The FINANCIAL — The top U.S. and NATO military commander in Afghanistan is warning that the mission "will likely result in failure" if more troops are not sent within the next year. Gen Stanley McChrystal made his assessment in a copy of a confidential report obtained by the Washington Post.
"Resources will not win this war, but under-resourcing could lose it," McChrystal wrote in a five-page Commander's Summary, AP reported. His 66-page report, sent to Defense Secretary Robert Gates on Aug. 30, is now under review by President Barack Obama.
"Although considerable effort and sacrifice have resulted in some progress, many indicators suggest the overall effort is deteriorating," McChrystal said of the war's progress, according to the same source. While asserting that more troops are needed, McChrystal also pointed out an "urgent need" to significantly revise strategy. The U.S. needs to interact better with the Afghan people, McChrystal said, and better organize its efforts with NATO allies.
He recently called for a revised military strategy in Afghanistan, suggesting the current one is failing, BBC reported. More than 30,000 extra US troops have been sent to Afghanistan since May – almost doubling the US contingent.
The number of US troops in Afghanistan is already set to rise to 68,000 by the end of the year, the same source gives information. Gen McChrystal said that failure to provide adequate resources "also risks a longer conflict, greater casualties, higher overall costs, and ultimately, a critical loss of political support." "Any of these risks, in turn, are likely to result in mission failure."
McChrystal also slams the corruption-riddled Afghan government and a strategy by international forces in the country that has failed to win over the civilian population, AFP gives information. "The weakness of state institutions, malign actions of power-brokers, widespread corruption and abuse of power by various officials, and (the International Security Assistance Force's) own errors, have given Afghans little reason to support their government," wrote McChrystal.
International forces, he said, as the same source reported, "have operated in a manner that distances us — physically and psychologically — from the people we seek to protect… The insurgents cannot defeat us militarily; but we can defeat ourselves."
According to AP, in his blunt assessment of the tenacious Taliban insurgency, McChrystal warned that unless the U.S. and its allies gain the initiative and reverse the momentum of the militants within the next year the U.S. "risks an outcome where defeating the insurgency is no longer possible"
The Pentagon and the White House are awaiting a separate, more detailed request for additional troops and resources, the same source gives information. Media reports Friday and Saturday said McChrystal has finished it but was told to pocket it, partly because of the charged politics surrounding the decision. McChrystal's senior spokesman, Rear Adm. Gregory Smith, told The Associated Press on Sunday the report is not complete.

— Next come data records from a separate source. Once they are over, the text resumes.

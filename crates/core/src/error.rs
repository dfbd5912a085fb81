use std::fmt;

use crate::store::StoreError;

/// One rejected input field.
#[derive(Debug, Clone, PartialEq, Eq)]
pub struct FieldError {
    /// Request field name as the client sent it (e.g. `"id"`, `"refreshToken"`).
    pub field: &'static str,
    pub message: String,
}

impl FieldError {
    pub fn new(field: &'static str, message: impl Into<String>) -> Self {
        Self {
            field,
            message: message.into(),
        }
    }
}

impl fmt::Display for FieldError {
    fn fmt(&self, f: &mut fmt::Formatter<'_>) -> fmt::Result {
        write!(f, "{}: {}", self.field, self.message)
    }
}

fn join_fields(errors: &[FieldError]) -> String {
    errors
        .iter()
        .map(FieldError::to_string)
        .collect::<Vec<_>>()
        .join("; ")
}

/// Domain error taxonomy shared by the lifecycle, the guard, and the HTTP layer.
///
/// Every variant except [`CoreError::Internal`] is an expected, operational
/// rejection whose message is safe to show to the caller.
#[derive(Debug, thiserror::Error)]
pub enum CoreError {
    /// Every failing field of one request.
    #[error("Validation failed: {}", join_fields(.0))]
    Validation(Vec<FieldError>),

    #[error("User with this id already exists")]
    UserExists,

    /// Deliberately identical for an unknown id and a wrong password.
    #[error("Invalid id or password")]
    InvalidCredentials,

    #[error("Unauthorized: {0}")]
    Unauthorized(String),

    #[error("Token expired: {0}")]
    TokenExpired(String),

    #[error("Internal error: {0}")]
    Internal(String),
}

impl From<StoreError> for CoreError {
    fn from(err: StoreError) -> Self {
        CoreError::Internal(err.to_string())
    }
}

impl From<FieldError> for CoreError {
    fn from(err: FieldError) -> Self {
        CoreError::Validation(vec![err])
    }
}
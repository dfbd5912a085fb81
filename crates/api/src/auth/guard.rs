//! Per-request access-token check.
//!
//! A signed, unexpired JWT is necessary but not sufficient: the session it
//! names must still exist, be active, belong to the token's user, and have a
//! stored access expiry in the future. Deleting the session row therefore
//! revokes every token bound to it immediately.

use std::sync::Arc;

use chrono::Utc;
use filegate_core::error::CoreError;
use filegate_core::session::SessionIdentity;
use filegate_core::store::SessionStore;

use crate::auth::jwt::{TokenCodec, TokenError};

pub struct AuthGuard {
    codec: TokenCodec,
    sessions: Arc<dyn SessionStore>,
}

impl AuthGuard {
    pub fn new(codec: TokenCodec, sessions: Arc<dyn SessionStore>) -> Self {
        Self { codec, sessions }
    }

    /// Verify `token` and the session it references. Read-only.
    pub async fn authenticate(&self, token: &str) -> Result<SessionIdentity, CoreError> {
        let claims = self.codec.verify_access_token(token).map_err(|e| match e {
            TokenError::Expired => CoreError::TokenExpired("Access token expired".into()),
            TokenError::Invalid | TokenError::Encoding(_) => {
                CoreError::Unauthorized("Invalid token".into())
            }
        })?;

        let session = self
            .sessions
            .find_by_session_id(claims.session_id)
            .await?
            .filter(|s| s.is_active)
            .ok_or_else(|| CoreError::Unauthorized("Session not found or inactive".into()))?;

        if session.user_id != claims.user_id {
            tracing::warn!(
                session_id = %session.session_id,
                "Access token user does not own the referenced session"
            );
            return Err(CoreError::Unauthorized("Invalid token".into()));
        }

        if session.access_expired_at(Utc::now()) {
            return Err(CoreError::TokenExpired("Access token expired".into()));
        }

        Ok(SessionIdentity {
            user_id: claims.user_id,
            session_id: claims.session_id,
        })
    }
}

#[cfg(test)]
mod tests {
    use assert_matches::assert_matches;
    use chrono::Duration;
    use filegate_core::session::SessionTokens;
    use uuid::Uuid;

    use super::*;
    use crate::auth::lifecycle::testing::lifecycle;
    use crate::auth::lifecycle::ClientInfo;

    #[tokio::test]
    async fn fresh_token_authenticates() {
        let (lifecycle, store, codec) = lifecycle();
        let guard = AuthGuard::new(codec.clone(), store.clone());

        let pair = lifecycle
            .signup("a@b.com", "secret1", &ClientInfo::default())
            .await
            .unwrap();
        let identity = guard.authenticate(&pair.access_token).await.unwrap();

        assert_eq!(identity.user_id, "a@b.com");
        assert_eq!(identity.session_id, store.sessions_for("a@b.com").await[0].session_id);
    }

    #[tokio::test]
    async fn tampered_token_is_unauthorized() {
        let (lifecycle, store, codec) = lifecycle();
        let guard = AuthGuard::new(codec, store);

        let pair = lifecycle
            .signup("a@b.com", "secret1", &ClientInfo::default())
            .await
            .unwrap();
        let mut tampered = pair.access_token.clone();
        let last = tampered.pop().unwrap();
        tampered.push(if last == 'A' { 'B' } else { 'A' });

        assert_matches!(
            guard.authenticate(&tampered).await,
            Err(CoreError::Unauthorized(_))
        );
        assert_matches!(
            guard.authenticate("not-a-token").await,
            Err(CoreError::Unauthorized(_))
        );
    }

    #[tokio::test]
    async fn valid_signature_for_unknown_session_is_unauthorized() {
        let (_, store, codec) = lifecycle();
        let guard = AuthGuard::new(codec.clone(), store);

        let token = codec
            .issue_access_token("a@b.com", Uuid::new_v4(), Utc::now())
            .unwrap();

        assert_matches!(
            guard.authenticate(&token).await,
            Err(CoreError::Unauthorized(msg)) if msg == "Session not found or inactive"
        );
    }

    #[tokio::test]
    async fn revoked_session_rejects_its_access_token() {
        let (lifecycle, store, codec) = lifecycle();
        let guard = AuthGuard::new(codec, store);

        let pair = lifecycle
            .signup("a@b.com", "secret1", &ClientInfo::default())
            .await
            .unwrap();
        let identity = guard.authenticate(&pair.access_token).await.unwrap();
        lifecycle.revoke(&identity).await.unwrap();

        assert_matches!(
            guard.authenticate(&pair.access_token).await,
            Err(CoreError::Unauthorized(_))
        );
    }

    #[tokio::test]
    async fn other_sessions_survive_a_logout() {
        let (lifecycle, store, codec) = lifecycle();
        let guard = AuthGuard::new(codec, store);

        let first = lifecycle
            .signup("a@b.com", "secret1", &ClientInfo::default())
            .await
            .unwrap();
        let second = lifecycle
            .signin("a@b.com", "secret1", &ClientInfo::default())
            .await
            .unwrap();

        let identity = guard.authenticate(&first.access_token).await.unwrap();
        lifecycle.revoke(&identity).await.unwrap();

        assert!(guard.authenticate(&second.access_token).await.is_ok());
    }

    #[tokio::test]
    async fn stored_expiry_wins_over_the_signed_one() {
        let (lifecycle, store, codec) = lifecycle();
        let guard = AuthGuard::new(codec, store.clone());

        let pair = lifecycle
            .signup("a@b.com", "secret1", &ClientInfo::default())
            .await
            .unwrap();
        let session = store.sessions_for("a@b.com").await.remove(0);

        let tokens = SessionTokens {
            access_token_hash: session.access_token_hash.clone(),
            refresh_token_hash: session.refresh_token_hash.clone(),
            access_expires_at: Utc::now() - Duration::seconds(1),
            refresh_expires_at: session.refresh_expires_at,
        };
        assert!(store.update(session.session_id, &tokens).await.unwrap());

        assert_matches!(
            guard.authenticate(&pair.access_token).await,
            Err(CoreError::TokenExpired(_))
        );
    }

    #[tokio::test]
    async fn token_for_someone_elses_session_is_unauthorized() {
        let (lifecycle, store, codec) = lifecycle();
        let guard = AuthGuard::new(codec.clone(), store.clone());

        lifecycle
            .signup("a@b.com", "secret1", &ClientInfo::default())
            .await
            .unwrap();
        let victim_session = store.sessions_for("a@b.com").await[0].session_id;

        let forged = codec
            .issue_access_token("mallory@b.com", victim_session, Utc::now())
            .unwrap();

        assert_matches!(
            guard.authenticate(&forged).await,
            Err(CoreError::Unauthorized(_))
        );
    }

    #[tokio::test]
    async fn signed_expiry_is_enforced() {
        let (_, store, codec) = lifecycle();
        let guard = AuthGuard::new(codec.clone(), store);

        let token = codec
            .issue_access_token("a@b.com", Uuid::new_v4(), Utc::now() - Duration::hours(1))
            .unwrap();

        assert_matches!(
            guard.authenticate(&token).await,
            Err(CoreError::TokenExpired(_))
        );
    }
}
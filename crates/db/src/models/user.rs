//! User row model.

use filegate_core::types::Timestamp;
use filegate_core::user::User;
use sqlx::FromRow;

/// A row from the `users` table.
#[derive(Debug, Clone, FromRow)]
pub struct UserRow {
    pub id: String,
    pub password_hash: String,
    pub created_at: Timestamp,
}

impl From<UserRow> for User {
    fn from(row: UserRow) -> Self {
        User {
            id: row.id,
            password_hash: row.password_hash,
            created_at: row.created_at,
        }
    }
}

General’s strategic assessment could well fuel the public anxiety over the war that has been fast increasing in recent weeks as American casualties have risen, allied commanders have expressed surprise at the Taliban’s fighting prowess, and allegations of ballot fraud Afghanistan’s recent presidential elections have escalated, as The New York Times reported. In a series of interviews on the Sunday morning talk shows, Obama expressed skepticism about sending more American troops to Afghanistan until he was sure his administration had the right strategy to succeed.
“Right now, the question is, the first question is, are we doing the right thing? Are we pursuing the right strategy?” Obama said on CNN, according to the same source. “When we have clarity on that, then the question is, O.K., how do we resource it?”
In an interview with ABC, as AFP gives information, the President said "We're going to test whatever resources we have against our strategy, which is if by sending young men and women into harm's way, we are defeating Al-Qaeda," "(If) that can be shown to a skeptical audience — namely me, somebody who is always asking hard questions about deploying troops — then we will do what's required to keep the American people safe," Obama said.
Gates said this week that the president needed time to examine various assessments of US strategy and should not be rushed over such an important decision, the same source reported. "We need to take our time and get this right," he told a news conference on Thursday.